EXTRACTED ENTRIES: Begin
//! Shared fixtures: sample documents, workspaces and a canned HTTP endpoint.

use async_trait::async_trait;
use orgtree::error::TransportError;
use orgtree::remote::{FetchRequest, RemoteTreeFetcher};
use parking_lot::Mutex;
use std::fs;
use std::io::{Read, Write};
use std::net::TcpListener;
use std::path::{Path, PathBuf};
use std::thread;

/// City org chart: root, a board of type X with a member, and a department with two units.
pub const CHART: &str = r#"[
  {
    "ID": "1", "Name": "City", "Type": "Organization", "TypeId": "O",
    "OrganizationLevelBelow": [
      {
        "ID": "2", "Name": "Board", "Type": "Board", "TypeId": "X",
        "OrganizationLevelBelow": [
          {"ID": "21", "Name": "Board member office", "Type": "Office", "TypeId": "U"}
        ]
      },
      {
        "ID": 3, "Name": "Education", "Type": "Department", "TypeId": 12,
        "OrganizationLevelBelow": [
          {"ID": "31", "Name": "Schools", "Type": "Unit", "TypeId": "U"},
          {"ID": "32", "Name": "Libraries", "Type": "Unit", "TypeId": "U", "OrganizationLevelBelow": null}
        ]
      }
    ]
  }
]"#;

/// Same chart after a reorganization: Libraries moved under Board, Schools renamed.
pub const CHART_REORGANIZED: &str = r#"[
  {
    "ID": "1", "Name": "City", "Type": "Organization", "TypeId": "O",
    "OrganizationLevelBelow": [
      {
        "ID": "2", "Name": "Board", "Type": "Board", "TypeId": "X",
        "OrganizationLevelBelow": [
          {"ID": "21", "Name": "Board member office", "Type": "Office", "TypeId": "U"},
          {"ID": "32", "Name": "Libraries", "Type": "Unit", "TypeId": "U"}
        ]
      },
      {
        "ID": 3, "Name": "Education", "Type": "Department", "TypeId": 12,
        "OrganizationLevelBelow": [
          {"ID": "31", "Name": "Schools and Daycare", "Type": "Unit", "TypeId": "U"}
        ]
      }
    ]
  }
]"#;

pub const CHART_NODES: usize = 6;

/// Fetcher returning queued bodies in order, then the last one forever.
pub struct ScriptedFetcher {
    bodies: Mutex<Vec<String>>,
    requests: Mutex<Vec<String>>,
}

impl ScriptedFetcher {
    pub fn new(bodies: &[&str]) -> Self {
        Self {
            bodies: Mutex::new(bodies.iter().rev().map(|b| b.to_string()).collect()),
            requests: Mutex::new(Vec::new()),
        }
    }

    pub fn requests(&self) -> Vec<String> {
        self.requests.lock().clone()
    }
}

#[async_trait]
impl RemoteTreeFetcher for ScriptedFetcher {
    async fn fetch(&self, request: &FetchRequest) -> Result<String, TransportError> {
        self.requests.lock().push(request.to_string());
        let mut bodies = self.bodies.lock();
        match bodies.len() {
            0 => Err(TransportError::Network("no scripted response".to_string())),
            1 => Ok(bodies[0].clone()),
            _ => Ok(bodies.pop().unwrap_or_default()),
        }
    }
}

/// Create a workspace whose store lives inside it.
pub fn workspace(root: &Path, extra_config: &str) -> PathBuf {
    let workspace = root.join("workspace");
    fs::create_dir_all(&workspace).unwrap();
    fs::write(
        workspace.join("orgtree.toml"),
        format!("[storage]\nstore_path = \"store\"\n\n{}", extra_config),
    )
    .unwrap();
    workspace
}

/// Serve `count` canned JSON responses on a local port, returning the base URL.
pub fn serve_json(body: &'static str, count: usize) -> String {
    let listener = TcpListener::bind("127.0.0.1:0").unwrap();
    let addr = listener.local_addr().unwrap();
    thread::spawn(move || {
        for _ in 0..count {
            let Ok((mut stream, _)) = listener.accept() else {
                return;
            };
            let mut buf = [0u8; 4096];
            let _ = stream.read(&mut buf);
            let response = format!(
                "HTTP/1.1 200 OK\r\nContent-Type: application/json\r\nContent-Length: {}\r\nConnection: close\r\n\r\n{}",
                body.len(),
                body
            );
            let _ = stream.write_all(response.as_bytes());
        }
    });
    format!("http://{}", addr)
}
EXTRACTED ENTRIES: End
What is the number of lines in the data that hold the word "TypeId"? Reply with that number and nothing else.

# ANSWER SECTION:
12